Monitoraggio UE

Cresce il numero dei detenuti in Italia nel 2017, soprattutto in custodia cautelare

Un forte aumento del ricorso alla detenzione sta riempiendo le carceri italiane e le riforme tardano ad arrivare.

di Federica Brioschi

Sempre più detenuti

Dopo diversi anni di declino, lo scorso anno c’è stato un significativo aumento del tasso di detenzione in Italia. Negli ultimi 12 mesi, il numero di detenuti è cresciuto di circa 3.000 unità e a fine 2017 il tasso di sovraffollamento ha raggiunto il 115%, rispetto al 108% della fine del 2016.

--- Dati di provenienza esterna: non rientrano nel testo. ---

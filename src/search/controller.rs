//! Search orchestration: table check first, then per-length parallel sweeps.
//!
//! Batches of one length run concurrently, so a match can surface from any
//! batch at any time. The controller therefore accounts for every dispatched
//! batch before judging a length and then keeps the lowest-ordinal hit, so
//! the reported phrase is always the lexicographically-first preimage of
//! that length, independent of scheduling. Lengths are swept in order and
//! nothing past the first matching length is ever started.

use std::ops::Range;
use std::sync::atomic::{AtomicBool, AtomicU64, Ordering};
use std::sync::Arc;
use std::thread;
use std::time::{Duration, Instant};

use crossbeam_channel::{bounded, RecvTimeoutError};
use indicatif::{ProgressBar, ProgressStyle};

use crate::digest::Uid;
use crate::error::{Result, SearchError};
use crate::index::PhraseIndex;
use crate::keyspace::Alphabet;
use crate::search::batch::{partition, DEFAULT_BATCH_SIZE};
use crate::search::worker::{Evaluate, Hit, UidEvaluator};

/// Knobs for a brute-force sweep.
#[derive(Debug, Clone)]
pub struct SearchConfig {
    pub alphabet: Alphabet,
    /// Longest candidate length to try.
    pub max_len: usize,
    /// Candidates per dispatched batch.
    pub batch_size: u64,
    /// Worker threads (0 = one per available core).
    pub threads: usize,
    /// Draw a per-length progress bar.
    pub progress: bool,
}

impl Default for SearchConfig {
    fn default() -> Self {
        Self {
            alphabet: Alphabet::printable_ascii(),
            max_len: 6,
            batch_size: DEFAULT_BATCH_SIZE,
            threads: 0,
            progress: false,
        }
    }
}

/// Where a recovered phrase came from.
#[derive(Debug, Clone, PartialEq, Eq)]
pub enum MatchOrigin {
    Index,
    BruteForce { length: usize, ordinal: u64 },
}

#[derive(Debug, Clone, PartialEq, Eq)]
pub struct FoundMatch {
    pub phrase: String,
    pub origin: MatchOrigin,
}

/// Exhaustion is a successful outcome, not an error.
#[derive(Debug, Clone, PartialEq, Eq)]
pub enum SearchOutcome {
    Found(FoundMatch),
    NotFound,
}

/// Final report of one search invocation.
#[derive(Debug, Clone)]
pub struct SearchReport {
    pub outcome: SearchOutcome,
    pub candidates_checked: u64,
    pub elapsed_secs: f64,
}

impl SearchReport {
    pub fn rate(&self) -> f64 {
        if self.elapsed_secs > 0.0 {
            self.candidates_checked as f64 / self.elapsed_secs
        } else {
            0.0
        }
    }
}

enum BatchOutcome {
    Hit(Hit),
    Clear,
    Skipped,
    Fault(String),
}

pub struct Searcher<E: Evaluate = UidEvaluator> {
    config: SearchConfig,
    evaluator: E,
    stop: Arc<AtomicBool>,
}

impl Searcher<UidEvaluator> {
    pub fn new(config: SearchConfig) -> Self {
        let evaluator = UidEvaluator::new(config.alphabet.clone());
        Self {
            config,
            evaluator,
            stop: Arc::new(AtomicBool::new(false)),
        }
    }
}

impl<E: Evaluate> Searcher<E> {
    /// Swap in a different batch evaluator (tests inject faults this way).
    pub fn with_evaluator(config: SearchConfig, evaluator: E) -> Self {
        Self {
            config,
            evaluator,
            stop: Arc::new(AtomicBool::new(false)),
        }
    }

    /// Share an externally owned stop flag (Ctrl-C handler).
    pub fn with_stop(mut self, stop: Arc<AtomicBool>) -> Self {
        self.stop = stop;
        self
    }

    /// Cooperative stop flag; setting it ends the search with `Interrupted`.
    pub fn stop_flag(&self) -> Arc<AtomicBool> {
        self.stop.clone()
    }

    /// Recover the phrase behind `target`: table lookup first, exhaustive
    /// sweep over lengths `1..=max_len` after.
    pub fn run(&self, target: Uid, index: &PhraseIndex) -> Result<SearchReport> {
        let start = Instant::now();

        if let Some(phrase) = index.lookup(&target) {
            return Ok(SearchReport {
                outcome: SearchOutcome::Found(FoundMatch {
                    phrase: phrase.to_string(),
                    origin: MatchOrigin::Index,
                }),
                candidates_checked: 0,
                elapsed_secs: start.elapsed().as_secs_f64(),
            });
        }

        let mut checked_total = 0u64;
        for length in 1..=self.config.max_len {
            if self.stop.load(Ordering::SeqCst) {
                return Err(SearchError::Interrupted);
            }

            let (hit, checked) = self.sweep_length(length, &target)?;
            checked_total += checked;

            if let Some(hit) = hit {
                return Ok(SearchReport {
                    outcome: SearchOutcome::Found(FoundMatch {
                        phrase: hit.phrase,
                        origin: MatchOrigin::BruteForce {
                            length,
                            ordinal: hit.ordinal,
                        },
                    }),
                    candidates_checked: checked_total,
                    elapsed_secs: start.elapsed().as_secs_f64(),
                });
            }
        }

        Ok(SearchReport {
            outcome: SearchOutcome::NotFound,
            candidates_checked: checked_total,
            elapsed_secs: start.elapsed().as_secs_f64(),
        })
    }

    /// Sweep every candidate of one length. Returns the lowest-ordinal hit
    /// and the number of candidates actually digested.
    fn sweep_length(&self, length: usize, target: &Uid) -> Result<(Option<Hit>, u64)> {
        let total = self.config.alphabet.span(length)?;
        let batch_size = self.config.batch_size.max(1);
        let workers = resolve_threads(self.config.threads);

        let pb = if self.config.progress {
            let pb = ProgressBar::new(total);
            pb.set_style(
                ProgressStyle::default_bar()
                    .template(
                        "{spinner:.green} [{elapsed_precise}] [{bar:40.cyan/blue}] {pos}/{len} ({per_sec}) length {msg}",
                    )
                    .unwrap()
                    .progress_chars("#>-"),
            );
            pb.set_message(length.to_string());
            pb
        } else {
            ProgressBar::hidden()
        };

        let stop = self.stop.as_ref();
        let fatal = AtomicBool::new(false);
        // lowest hit ordinal seen so far; lets whole batches above it be skipped
        let best = AtomicU64::new(u64::MAX);
        let sent = AtomicU64::new(0);
        let feeder_done = AtomicBool::new(false);

        let (batch_tx, batch_rx) = bounded::<Range<u64>>(workers * 2);
        let (report_tx, report_rx) = bounded::<(Range<u64>, BatchOutcome)>(workers * 4);

        let mut best_hit: Option<Hit> = None;
        let mut fault: Option<(u64, u64, String)> = None;
        let mut checked = 0u64;

        thread::scope(|scope| {
            // feeder: streams batches in ascending ordinal order
            {
                let batch_tx = batch_tx;
                let fatal = &fatal;
                let best = &best;
                let sent = &sent;
                let feeder_done = &feeder_done;
                scope.spawn(move || {
                    for range in partition(total, batch_size) {
                        if stop.load(Ordering::SeqCst) || fatal.load(Ordering::SeqCst) {
                            break;
                        }
                        // ranges ascend, so nothing past a known hit can beat it
                        if best.load(Ordering::SeqCst) <= range.start {
                            break;
                        }
                        if batch_tx.send(range).is_err() {
                            break;
                        }
                        sent.fetch_add(1, Ordering::SeqCst);
                    }
                    feeder_done.store(true, Ordering::SeqCst);
                });
            }

            for _ in 0..workers {
                let batch_rx = batch_rx.clone();
                let report_tx = report_tx.clone();
                let fatal = &fatal;
                let best = &best;
                let evaluator = &self.evaluator;
                scope.spawn(move || {
                    while let Ok(range) = batch_rx.recv() {
                        let outcome = if stop.load(Ordering::SeqCst)
                            || fatal.load(Ordering::SeqCst)
                            || best.load(Ordering::SeqCst) <= range.start
                        {
                            BatchOutcome::Skipped
                        } else {
                            match evaluate_with_retry(evaluator, length, range.clone(), target)
                            {
                                Ok(Some(hit)) => {
                                    best.fetch_min(hit.ordinal, Ordering::SeqCst);
                                    BatchOutcome::Hit(hit)
                                }
                                Ok(None) => BatchOutcome::Clear,
                                Err(reason) => {
                                    fatal.store(true, Ordering::SeqCst);
                                    BatchOutcome::Fault(reason)
                                }
                            }
                        };
                        if report_tx.send((range, outcome)).is_err() {
                            break;
                        }
                    }
                });
            }
            drop(report_tx);
            drop(batch_rx);

            // account for every batch the feeder dispatched before judging
            // the length; this is what makes match selection deterministic
            let mut received = 0u64;
            loop {
                match report_rx.recv_timeout(Duration::from_millis(50)) {
                    Ok((range, outcome)) => {
                        received += 1;
                        let span = range.end - range.start;
                        match outcome {
                            BatchOutcome::Hit(hit) => {
                                checked += hit.ordinal - range.start + 1;
                                if best_hit
                                    .as_ref()
                                    .map_or(true, |b| hit.ordinal < b.ordinal)
                                {
                                    best_hit = Some(hit);
                                }
                            }
                            BatchOutcome::Clear => checked += span,
                            BatchOutcome::Skipped => {}
                            BatchOutcome::Fault(reason) => {
                                fault.get_or_insert((range.start, range.end, reason));
                            }
                        }
                        pb.inc(span);
                    }
                    Err(RecvTimeoutError::Timeout) => {}
                    Err(RecvTimeoutError::Disconnected) => break,
                }
                if feeder_done.load(Ordering::SeqCst)
                    && received == sent.load(Ordering::SeqCst)
                {
                    break;
                }
            }
        });

        pb.finish_and_clear();

        if let Some((start, end, reason)) = fault {
            return Err(SearchError::WorkerFault {
                length,
                start,
                end,
                reason,
            });
        }
        if stop.load(Ordering::SeqCst) {
            return Err(SearchError::Interrupted);
        }

        Ok((best_hit, checked))
    }
}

Anche il numero di persone in custodia cautelare è aumentato, raggiungendo il 35% mentre a fine dicembre 2016 era di circa il 34,7%. Anche se questo numero rimane inferiore a quello registrato nel 2009, quando si attestava al 37%, il confronto con il resto dell'Europa è sconcertante: la media europea della percentuale di detenuti in custodia cautelare è del 22%.

La percentuale di detenuti non italiani è rimasta stabile intorno al 34,2%, così come quella dei detenuti stranieri in attesa di sentenza definitiva, pari a circa il 41%.

"Un dato importante da sottolineare", spiega Patrizio Gonnella, presidente di Antigone, membro di Liberties, "è che, nonostante il clima di intolleranza e odio che esiste oggi in Italia, osserviamo una riduzione della percentuale del numero di stranieri detenuti nelle carceri italiane rispetto a 10 anni fa."

Cresce anche il numero delle madri detenute che vivono con i loro figli in carcere, nonostante l’avvio a Roma, all’inizio dello scorso anno, di un nuovo programma di custodia attenuata. Il problema delle madri detenute in carcere con i loro figli sembra non essere affrontato in maniera strutturale, anche se in termini assoluti il numero complessivo resta basso: alla fine del 2016 le carceri italiane ospitavano 34 madri con 37 figli; oggi ci sono 50 madri detenute con 58 bambini.

Dati dell'Osservatorio di Antigone

È importante evidenziare i risultati dell'Osservatorio di Antigone sulle condizioni di detenzione. Le visite a 78 carceri italiane mostrano che in sette strutture (9%) le celle sono prive di riscaldamento, mentre in 36 istituti (46%) manca l’acqua calda; in quattro (5%) non è presente alcuna separazione tra il gabinetto e il resto della cella. Trentuno istituti (40%) non hanno un direttore stabile e in 37 (il 47%) non vengono offerti corsi di formazione professionale. Quattro istituti, infine, non garantiscono i tre metri quadri di spazio minimo a persona richiesti dalla legge.

"È stato un anno di luci e nuove ombre per il sistema penitenziario italiano", aggiunge Gonnella. "Da un lato, stiamo aspettando una riforma del sistema penitenziario che speriamo dia maggiore attenzione alla dignità sia degli adulti che dei minori detenuti e che potenzi il ricorso alle misure alternative alla detenzione. Dall’altro ci sono le ombre: il tasso di sovraffollamento è in aumento e se non verranno prese misure per controllarlo, potremmo finire nella stessa situazione che ha portato alla sentenza di condanna da parte della Corte Europea dei Diritti dell'Uomo del 2013 per trattamenti inumani e degradanti nelle carceri".